::: Entries provided :::
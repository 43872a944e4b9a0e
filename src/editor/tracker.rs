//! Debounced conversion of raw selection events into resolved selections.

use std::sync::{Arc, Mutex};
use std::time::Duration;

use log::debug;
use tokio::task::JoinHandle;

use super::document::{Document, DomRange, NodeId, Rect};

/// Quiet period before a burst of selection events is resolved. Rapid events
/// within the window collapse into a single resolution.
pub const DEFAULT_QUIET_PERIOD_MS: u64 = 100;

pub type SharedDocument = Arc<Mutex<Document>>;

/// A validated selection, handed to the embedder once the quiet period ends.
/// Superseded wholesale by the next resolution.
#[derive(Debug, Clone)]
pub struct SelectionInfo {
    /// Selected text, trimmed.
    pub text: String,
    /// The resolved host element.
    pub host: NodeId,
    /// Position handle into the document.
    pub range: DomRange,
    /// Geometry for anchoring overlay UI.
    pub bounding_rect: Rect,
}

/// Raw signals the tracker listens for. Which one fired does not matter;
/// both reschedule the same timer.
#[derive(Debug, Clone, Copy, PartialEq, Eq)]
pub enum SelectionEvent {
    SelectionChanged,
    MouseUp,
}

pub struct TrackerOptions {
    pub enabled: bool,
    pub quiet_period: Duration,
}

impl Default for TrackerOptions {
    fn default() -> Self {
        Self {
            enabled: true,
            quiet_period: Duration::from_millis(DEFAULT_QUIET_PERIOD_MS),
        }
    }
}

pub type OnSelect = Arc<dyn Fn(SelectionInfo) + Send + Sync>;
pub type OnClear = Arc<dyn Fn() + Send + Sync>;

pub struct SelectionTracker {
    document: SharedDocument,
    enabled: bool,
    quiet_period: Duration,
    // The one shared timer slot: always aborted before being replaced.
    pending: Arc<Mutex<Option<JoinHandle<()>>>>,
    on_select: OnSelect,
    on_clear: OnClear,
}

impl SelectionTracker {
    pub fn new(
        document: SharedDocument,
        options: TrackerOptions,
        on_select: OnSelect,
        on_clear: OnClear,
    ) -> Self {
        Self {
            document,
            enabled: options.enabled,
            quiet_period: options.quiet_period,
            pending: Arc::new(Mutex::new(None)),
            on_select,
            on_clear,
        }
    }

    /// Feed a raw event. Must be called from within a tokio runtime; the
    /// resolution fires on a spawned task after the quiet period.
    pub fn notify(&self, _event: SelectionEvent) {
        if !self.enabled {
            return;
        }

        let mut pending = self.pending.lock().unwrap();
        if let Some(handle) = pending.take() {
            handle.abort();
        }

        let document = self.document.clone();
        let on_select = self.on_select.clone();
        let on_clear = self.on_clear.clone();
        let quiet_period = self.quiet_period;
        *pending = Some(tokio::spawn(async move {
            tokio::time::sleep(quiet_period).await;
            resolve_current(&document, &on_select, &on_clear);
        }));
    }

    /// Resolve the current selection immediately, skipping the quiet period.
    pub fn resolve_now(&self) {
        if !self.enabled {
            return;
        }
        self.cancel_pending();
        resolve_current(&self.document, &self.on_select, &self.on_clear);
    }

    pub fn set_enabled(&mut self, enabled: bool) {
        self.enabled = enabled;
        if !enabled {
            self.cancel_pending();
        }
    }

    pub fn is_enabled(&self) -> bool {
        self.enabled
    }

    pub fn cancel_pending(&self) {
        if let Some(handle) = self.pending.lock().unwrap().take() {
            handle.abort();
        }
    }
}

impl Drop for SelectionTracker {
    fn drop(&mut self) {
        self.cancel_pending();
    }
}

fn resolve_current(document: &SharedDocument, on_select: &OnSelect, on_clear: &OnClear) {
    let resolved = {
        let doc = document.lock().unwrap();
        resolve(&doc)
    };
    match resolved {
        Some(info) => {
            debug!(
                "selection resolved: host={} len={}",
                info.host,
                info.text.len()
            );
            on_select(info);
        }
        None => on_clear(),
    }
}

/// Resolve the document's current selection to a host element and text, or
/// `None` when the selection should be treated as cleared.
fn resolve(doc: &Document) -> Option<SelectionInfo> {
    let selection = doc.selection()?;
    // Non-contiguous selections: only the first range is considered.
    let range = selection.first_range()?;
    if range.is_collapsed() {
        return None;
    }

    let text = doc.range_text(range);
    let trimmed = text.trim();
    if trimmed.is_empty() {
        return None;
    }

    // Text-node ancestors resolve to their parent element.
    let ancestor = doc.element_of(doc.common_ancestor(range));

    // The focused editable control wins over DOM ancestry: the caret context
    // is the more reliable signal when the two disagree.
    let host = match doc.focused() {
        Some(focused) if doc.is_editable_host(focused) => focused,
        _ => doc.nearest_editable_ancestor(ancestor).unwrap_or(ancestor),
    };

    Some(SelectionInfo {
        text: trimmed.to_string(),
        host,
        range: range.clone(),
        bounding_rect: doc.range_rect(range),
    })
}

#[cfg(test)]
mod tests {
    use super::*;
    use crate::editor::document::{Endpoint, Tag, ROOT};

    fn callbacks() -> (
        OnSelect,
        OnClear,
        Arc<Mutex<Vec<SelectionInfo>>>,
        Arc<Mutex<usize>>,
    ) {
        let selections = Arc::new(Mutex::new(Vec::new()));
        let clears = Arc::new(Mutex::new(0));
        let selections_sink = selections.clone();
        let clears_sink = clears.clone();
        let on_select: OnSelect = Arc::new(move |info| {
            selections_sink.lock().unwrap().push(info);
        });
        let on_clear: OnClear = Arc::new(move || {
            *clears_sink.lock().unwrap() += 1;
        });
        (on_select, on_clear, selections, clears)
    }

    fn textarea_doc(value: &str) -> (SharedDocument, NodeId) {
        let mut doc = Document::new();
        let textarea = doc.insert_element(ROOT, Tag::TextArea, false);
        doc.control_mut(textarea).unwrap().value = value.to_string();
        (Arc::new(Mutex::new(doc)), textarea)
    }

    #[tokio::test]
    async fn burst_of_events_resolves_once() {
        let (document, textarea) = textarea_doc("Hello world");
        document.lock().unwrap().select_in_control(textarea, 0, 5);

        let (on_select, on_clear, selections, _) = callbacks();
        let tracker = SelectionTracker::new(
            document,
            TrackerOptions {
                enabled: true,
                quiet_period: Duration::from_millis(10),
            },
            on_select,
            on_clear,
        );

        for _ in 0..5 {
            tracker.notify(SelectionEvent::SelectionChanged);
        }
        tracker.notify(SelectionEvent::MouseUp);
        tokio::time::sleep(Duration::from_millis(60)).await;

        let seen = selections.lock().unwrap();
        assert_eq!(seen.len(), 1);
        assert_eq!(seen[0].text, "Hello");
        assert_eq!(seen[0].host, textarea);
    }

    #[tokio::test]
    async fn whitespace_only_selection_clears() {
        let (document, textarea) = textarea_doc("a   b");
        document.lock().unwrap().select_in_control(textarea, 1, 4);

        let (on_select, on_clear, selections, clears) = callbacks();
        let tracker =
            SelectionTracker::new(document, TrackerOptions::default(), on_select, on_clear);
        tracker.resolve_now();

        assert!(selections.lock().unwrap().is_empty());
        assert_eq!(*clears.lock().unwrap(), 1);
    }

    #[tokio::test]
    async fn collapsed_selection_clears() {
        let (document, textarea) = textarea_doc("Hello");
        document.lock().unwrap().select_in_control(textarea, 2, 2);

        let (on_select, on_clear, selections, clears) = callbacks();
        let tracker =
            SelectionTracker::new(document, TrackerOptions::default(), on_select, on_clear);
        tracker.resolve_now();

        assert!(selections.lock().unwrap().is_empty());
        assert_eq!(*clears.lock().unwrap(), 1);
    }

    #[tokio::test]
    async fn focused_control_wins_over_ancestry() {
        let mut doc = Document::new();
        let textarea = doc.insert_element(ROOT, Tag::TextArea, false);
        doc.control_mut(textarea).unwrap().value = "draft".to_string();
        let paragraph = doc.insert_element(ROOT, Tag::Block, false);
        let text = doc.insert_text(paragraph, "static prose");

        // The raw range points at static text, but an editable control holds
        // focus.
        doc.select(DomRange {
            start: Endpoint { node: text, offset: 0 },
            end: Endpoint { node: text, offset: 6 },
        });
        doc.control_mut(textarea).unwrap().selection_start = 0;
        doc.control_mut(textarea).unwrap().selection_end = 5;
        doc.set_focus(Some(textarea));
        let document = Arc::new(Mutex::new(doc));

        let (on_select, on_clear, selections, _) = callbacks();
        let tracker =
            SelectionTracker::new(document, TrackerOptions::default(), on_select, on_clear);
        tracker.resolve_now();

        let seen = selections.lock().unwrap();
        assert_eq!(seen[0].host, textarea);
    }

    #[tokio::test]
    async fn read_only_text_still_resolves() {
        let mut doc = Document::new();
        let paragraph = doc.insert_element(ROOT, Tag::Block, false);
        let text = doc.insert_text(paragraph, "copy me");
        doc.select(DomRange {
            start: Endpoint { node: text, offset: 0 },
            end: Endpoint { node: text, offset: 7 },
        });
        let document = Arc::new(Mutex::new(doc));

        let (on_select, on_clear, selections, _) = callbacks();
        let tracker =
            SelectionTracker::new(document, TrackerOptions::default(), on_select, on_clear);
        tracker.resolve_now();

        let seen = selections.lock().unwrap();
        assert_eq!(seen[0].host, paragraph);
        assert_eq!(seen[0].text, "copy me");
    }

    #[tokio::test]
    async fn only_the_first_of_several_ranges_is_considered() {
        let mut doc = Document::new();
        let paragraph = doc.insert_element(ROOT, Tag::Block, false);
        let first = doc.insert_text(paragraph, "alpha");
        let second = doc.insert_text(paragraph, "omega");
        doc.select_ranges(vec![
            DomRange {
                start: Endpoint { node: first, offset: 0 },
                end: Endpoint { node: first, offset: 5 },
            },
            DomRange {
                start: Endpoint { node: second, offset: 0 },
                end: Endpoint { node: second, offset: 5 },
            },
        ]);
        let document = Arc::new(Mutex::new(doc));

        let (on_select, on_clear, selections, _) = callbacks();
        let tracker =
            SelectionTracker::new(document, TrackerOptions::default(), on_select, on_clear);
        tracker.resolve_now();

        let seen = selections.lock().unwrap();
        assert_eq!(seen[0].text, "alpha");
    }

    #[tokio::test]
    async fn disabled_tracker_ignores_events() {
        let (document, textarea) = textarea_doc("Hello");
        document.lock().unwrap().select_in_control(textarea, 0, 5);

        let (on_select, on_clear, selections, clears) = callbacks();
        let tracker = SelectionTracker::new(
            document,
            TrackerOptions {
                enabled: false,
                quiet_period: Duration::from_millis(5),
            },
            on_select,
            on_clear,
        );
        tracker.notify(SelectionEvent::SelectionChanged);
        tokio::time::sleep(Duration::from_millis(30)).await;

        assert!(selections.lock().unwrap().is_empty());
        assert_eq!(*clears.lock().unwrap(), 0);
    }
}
:::
Reproduce verbatim the range of lines that opens the records and closes with the line containing "the next resolution.". Omit everything after it.

repository 43872a944e4b9a0e
filename src/editor/tracker.rs
//! Debounced conversion of raw selection events into resolved selections.

use std::sync::{Arc, Mutex};
use std::time::Duration;

use log::debug;
use tokio::task::JoinHandle;

use super::document::{Document, DomRange, NodeId, Rect};

/// Quiet period before a burst of selection events is resolved. Rapid events
/// within the window collapse into a single resolution.
pub const DEFAULT_QUIET_PERIOD_MS: u64 = 100;

pub type SharedDocument = Arc<Mutex<Document>>;

/// A validated selection, handed to the embedder once the quiet period ends.
/// Superseded wholesale by the next resolution.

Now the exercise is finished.